• **WHAT YOU NEED TO DO**: Below are some records. Return exactly the lines from the one containing "assert!(principal.has_scope(SCOPE_SIMPLE));" through the one containing "let both = Credentials", both included, and only those.

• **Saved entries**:
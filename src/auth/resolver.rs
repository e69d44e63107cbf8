//! Identity resolution for the two credential modes.
//!
//! # Service-key mode
//! The key is hashed and compared in constant time against the configured
//! secret, then the declared service name is checked against the allow-list,
//! then (when configured) the peer address against the network allow-list.
//! A wrong key is always `InvalidCredentials`, whatever else is wrong.
//!
//! # Bearer-token mode
//! HS256 signature first, then `now < exp`.

use std::collections::{BTreeSet, HashSet};
use std::net::IpAddr;
use std::sync::Arc;

use sha2::{Digest, Sha256};
use subtle::ConstantTimeEq;

use crate::auth::principal::{IdentityKind, Principal};
use crate::auth::token::{TokenCodec, TokenError};
use crate::auth::{AuthError, Credentials};
use crate::clock::TimeSource;
use crate::config::AuthConfig;

const MAX_SERVICE_NAME_LEN: usize = 64;

/// Verifies credentials and produces a [`Principal`].
#[derive(Clone)]
pub struct IdentityResolver {
    api_key_digest: [u8; 32],
    allowed_services: HashSet<String>,
    allowed_networks: Vec<IpAddr>,
    codec: TokenCodec,
    service_scopes: BTreeSet<String>,
    default_user_scopes: BTreeSet<String>,
    clock: Arc<dyn TimeSource>,
}

impl IdentityResolver {
    pub fn new(config: &AuthConfig, clock: Arc<dyn TimeSource>) -> Self {
        Self {
            api_key_digest: Sha256::digest(config.api_key.as_bytes()).into(),
            allowed_services: config.allowed_services.iter().cloned().collect(),
            allowed_networks: config.allowed_networks.clone(),
            codec: TokenCodec::new(&config.jwt_secret),
            service_scopes: config.service_scopes.iter().cloned().collect(),
            default_user_scopes: config.default_user_scopes.iter().cloned().collect(),
            clock,
        }
    }

    /// Resolve credentials to a principal. Service-key mode wins when both
    /// credential forms are present.
    pub fn resolve(&self, credentials: &Credentials) -> Result<Principal, AuthError> {
        if let Some(key) = credentials.api_key.as_deref() {
            return self.resolve_service(key, credentials);
        }
        match credentials.bearer_token() {
            Some(Some(token)) => self.resolve_token(token),
            Some(None) => Err(AuthError::InvalidCredentials),
            None => Err(AuthError::MissingCredentials),
        }
    }

    fn resolve_service(&self, key: &str, credentials: &Credentials) -> Result<Principal, AuthError> {
        let presented: [u8; 32] = Sha256::digest(key.as_bytes()).into();
        if !bool::from(presented.as_slice().ct_eq(self.api_key_digest.as_slice())) {
            return Err(AuthError::InvalidCredentials);
        }

        let service = credentials
            .service_name
            .as_deref()
            .filter(|name| is_well_formed_service_name(name))
            .ok_or(AuthError::InvalidCredentials)?;

        if !self.allowed_services.contains(service) {
            tracing::warn!(service = %service, "Request from service outside the allow-list");
            return Err(AuthError::ServiceNotAllowed(service.to_string()));
        }

        if !self.allowed_networks.is_empty() {
            let permitted = credentials
                .remote_addr
                .is_some_and(|addr| self.allowed_networks.iter().any(|allowed| same_ip(*allowed, addr)));
            if !permitted {
                tracing::warn!(service = %service, remote_addr = ?credentials.remote_addr, "Service key used from unlisted address");
                return Err(AuthError::InvalidCredentials);
            }
        }

        Ok(Principal::new(
            IdentityKind::ServiceKey,
            format!("service:{service}"),
            self.service_scopes.clone(),
            self.clock.now(),
            None,
        ))
    }

    fn resolve_token(&self, token: &str) -> Result<Principal, AuthError> {
        let claims = self.codec.verify(token).map_err(|e| match e {
            TokenError::InvalidClaims(_) => AuthError::InvalidCredentials,
            TokenError::Malformed
            | TokenError::UnsupportedAlgorithm(_)
            | TokenError::BadSignature
            | TokenError::InvalidKey => AuthError::InvalidSignature,
        })?;

        if claims.sub.trim().is_empty() || claims.iat > claims.exp {
            return Err(AuthError::InvalidCredentials);
        }
        if self.clock.now() >= claims.exp {
            return Err(AuthError::TokenExpired);
        }

        let scopes = match claims.scope.as_deref() {
            Some(scope) => scope.split_whitespace().map(str::to_string).collect(),
            None => self.default_user_scopes.clone(),
        };

        Ok(Principal::new(
            IdentityKind::UserToken,
            format!("user:{}", claims.sub),
            scopes,
            claims.iat,
            Some(claims.exp),
        ))
    }
}

fn is_well_formed_service_name(name: &str) -> bool {
    !name.is_empty()
        && name.len() <= MAX_SERVICE_NAME_LEN
        && name
            .chars()
            .all(|c| c.is_ascii_alphanumeric() || matches!(c, '-' | '_' | '.'))
}

/// IPv4 and IPv4-mapped IPv6 forms of the same address compare equal.
fn same_ip(a: IpAddr, b: IpAddr) -> bool {
    a.to_canonical() == b.to_canonical()
}

#[cfg(test)]
mod tests {
    use super::*;
    use crate::auth::token::TokenClaims;
    use crate::auth::{SCOPE_SIMPLE, SCOPE_STRUCTURED};
    use crate::clock::ManualTimeSource;
    use proptest::prelude::*;

    const KEY: &str = "svc-key-0123456789abcdef";
    const SECRET: &str = "0123456789abcdef0123456789abcdef";
    const NOW: u64 = 1_750_000_000;

    fn config() -> AuthConfig {
        AuthConfig {
            api_key: KEY.to_string(),
            allowed_services: vec!["tenderly-backend".to_string()],
            jwt_secret: SECRET.to_string(),
            ..AuthConfig::default()
        }
    }

    fn resolver_with(config: &AuthConfig) -> IdentityResolver {
        IdentityResolver::new(config, Arc::new(ManualTimeSource::new(NOW)))
    }

    fn token(sub: &str, iat: u64, exp: u64, scope: Option<&str>) -> String {
        TokenCodec::new(SECRET)
            .sign(&TokenClaims {
                sub: sub.to_string(),
                iat,
                exp,
                scope: scope.map(str::to_string),
            })
            .unwrap()
    }

    #[test]
    fn test_service_key_resolves() {
        let principal = resolver_with(&config())
            .resolve(&Credentials::service_key(KEY, "tenderly-backend"))
            .unwrap();

        assert_eq!(principal.identity_kind(), IdentityKind::ServiceKey);
        assert_eq!(principal.identity_id(), "service:tenderly-backend");
        assert!(principal.has_scope(SCOPE_STRUCTURED));
        assert_eq!(principal.issued_at(), NOW);
        assert_eq!(principal.expires_at(), None);
    }

    #[test]
    fn test_unknown_service_is_not_allowed() {
        let err = resolver_with(&config())
            .resolve(&Credentials::service_key(KEY, "billing"))
            .unwrap_err();
        assert_eq!(err, AuthError::ServiceNotAllowed("billing".to_string()));
    }

    #[test]
    fn test_missing_or_malformed_service_name_is_invalid() {
        let resolver = resolver_with(&config());
        let no_name = Credentials {
            api_key: Some(KEY.to_string()),
            ..Credentials::default()
        };
        assert_eq!(resolver.resolve(&no_name), Err(AuthError::InvalidCredentials));
        assert_eq!(
            resolver.resolve(&Credentials::service_key(KEY, "bad name;drop")),
            Err(AuthError::InvalidCredentials)
        );
    }

    #[test]
    fn test_network_allow_list() {
        let mut cfg = config();
        cfg.allowed_networks = vec!["10.0.0.7".parse().unwrap()];
        let resolver = resolver_with(&cfg);
        let creds = Credentials::service_key(KEY, "tenderly-backend");

        assert_eq!(resolver.resolve(&creds), Err(AuthError::InvalidCredentials));
        assert_eq!(
            resolver.resolve(&creds.clone().with_remote_addr("10.0.0.8".parse().unwrap())),
            Err(AuthError::InvalidCredentials)
        );
        assert!(resolver
            .resolve(&creds.clone().with_remote_addr("10.0.0.7".parse().unwrap()))
            .is_ok());
        assert!(resolver
            .resolve(&creds.with_remote_addr("::ffff:10.0.0.7".parse().unwrap()))
            .is_ok());
    }

    #[test]
    fn test_no_credentials() {
        assert_eq!(
            resolver_with(&config()).resolve(&Credentials::default()),
            Err(AuthError::MissingCredentials)
        );
    }

    #[test]
    fn test_bearer_token_resolves_with_claimed_scopes() {
        let principal = resolver_with(&config())
            .resolve(&Credentials::bearer(token("u-1", NOW - 10, NOW + 3600, Some(SCOPE_SIMPLE))))
            .unwrap();

        assert_eq!(principal.identity_kind(), IdentityKind::UserToken);
        assert_eq!(principal.identity_id(), "user:u-1");
        assert!(principal.has_scope(SCOPE_SIMPLE));
        assert!(!principal.has_scope(SCOPE_STRUCTURED));
        assert_eq!(principal.expires_at(), Some(NOW + 3600));
    }

    #[test]
    fn test_bearer_without_scope_claim_gets_defaults() {
        let principal = resolver_with(&config())
            .resolve(&Credentials::bearer(token("u-2", NOW, NOW + 60, None)))
            .unwrap();
        assert!(principal.has_scope(SCOPE_STRUCTURED));
    }

    #[test]
    fn test_expired_token() {
        let err = resolver_with(&config())
            .resolve(&Credentials::bearer(token("u-1", NOW - 7200, NOW - 3600, None)))
            .unwrap_err();
        assert_eq!(err, AuthError::TokenExpired);

        // Expiry is exclusive: a token is dead at exactly `exp`.
        let err = resolver_with(&config())
            .resolve(&Credentials::bearer(token("u-1", NOW - 60, NOW, None)))
            .unwrap_err();
        assert_eq!(err, AuthError::TokenExpired);
    }

    #[test]
    fn test_foreign_signature() {
        let foreign = TokenCodec::new("another-secret-another-secret-xx")
            .sign(&TokenClaims {
                sub: "u-1".to_string(),
                iat: NOW,
                exp: NOW + 60,
                scope: None,
            })
            .unwrap();
        assert_eq!(
            resolver_with(&config()).resolve(&Credentials::bearer(foreign)),
            Err(AuthError::InvalidSignature)
        );
        assert_eq!(
            resolver_with(&config()).resolve(&Credentials::bearer("garbage")),
            Err(AuthError::InvalidSignature)
        );
    }

    #[test]
    fn test_non_bearer_scheme_is_invalid() {
        let creds = Credentials {
            authorization: Some("Basic Zm9vOmJhcg==".to_string()),
            ..Credentials::default()
        };
        assert_eq!(resolver_with(&config()).resolve(&creds), Err(AuthError::InvalidCredentials));
    }

    #[test]
    fn test_service_key_takes_precedence_over_token() {
        let resolver = resolver_with(&config());
        let valid_token = token("u-1", NOW, NOW + 60, None);

        let both = Credentials {
            authorization: Some(format!("Bearer {valid_token}")),
            ..Credentials::service_key(KEY, "tenderly-backend")
        };
        assert_eq!(resolver.resolve(&both).unwrap().identity_kind(), IdentityKind::ServiceKey);

        // A bad key never falls back to a valid token.
        let bad_key = Credentials {
            authorization: Some(format!("Bearer {valid_token}")),
            ..Credentials::service_key("wrong", "tenderly-backend")
        };
        assert_eq!(resolver.resolve(&bad_key), Err(AuthError::InvalidCredentials));
    }

    proptest! {
        #[test]
        fn prop_wrong_key_is_always_invalid_credentials(
            key in "[ -~]{0,64}",
            service in "[a-z][a-z0-9-]{0,20}",
        ) {
            prop_assume!(key != KEY);
            let err = resolver_with(&config())
                .resolve(&Credentials::service_key(key, service))
                .unwrap_err();
            prop_assert_eq!(err, AuthError::InvalidCredentials);
        }
    }
}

• **ANSWER BOX**:
        assert!(principal.has_scope(SCOPE_SIMPLE));
        assert!(!principal.has_scope(SCOPE_STRUCTURED));
        assert_eq!(principal.expires_at(), Some(NOW + 3600));
    }

    #[test]
    fn test_bearer_without_scope_claim_gets_defaults() {
        let principal = resolver_with(&config())
            .resolve(&Credentials::bearer(token("u-2", NOW, NOW + 60, None)))
            .unwrap();
        assert!(principal.has_scope(SCOPE_STRUCTURED));
    }

    #[test]
    fn test_expired_token() {
        let err = resolver_with(&config())
            .resolve(&Credentials::bearer(token("u-1", NOW - 7200, NOW - 3600, None)))
            .unwrap_err();
        assert_eq!(err, AuthError::TokenExpired);

        // Expiry is exclusive: a token is dead at exactly `exp`.
        let err = resolver_with(&config())
            .resolve(&Credentials::bearer(token("u-1", NOW - 60, NOW, None)))
            .unwrap_err();
        assert_eq!(err, AuthError::TokenExpired);
    }

    #[test]
    fn test_foreign_signature() {
        let foreign = TokenCodec::new("another-secret-another-secret-xx")
            .sign(&TokenClaims {
                sub: "u-1".to_string(),
                iat: NOW,
                exp: NOW + 60,
                scope: None,
            })
            .unwrap();
        assert_eq!(
            resolver_with(&config()).resolve(&Credentials::bearer(foreign)),
            Err(AuthError::InvalidSignature)
        );
        assert_eq!(
            resolver_with(&config()).resolve(&Credentials::bearer("garbage")),
            Err(AuthError::InvalidSignature)
        );
    }

    #[test]
    fn test_non_bearer_scheme_is_invalid() {
        let creds = Credentials {
            authorization: Some("Basic Zm9vOmJhcg==".to_string()),
            ..Credentials::default()
        };
        assert_eq!(resolver_with(&config()).resolve(&creds), Err(AuthError::InvalidCredentials));
    }

    #[test]
    fn test_service_key_takes_precedence_over_token() {
        let resolver = resolver_with(&config());
        let valid_token = token("u-1", NOW, NOW + 60, None);

        let both = Credentials {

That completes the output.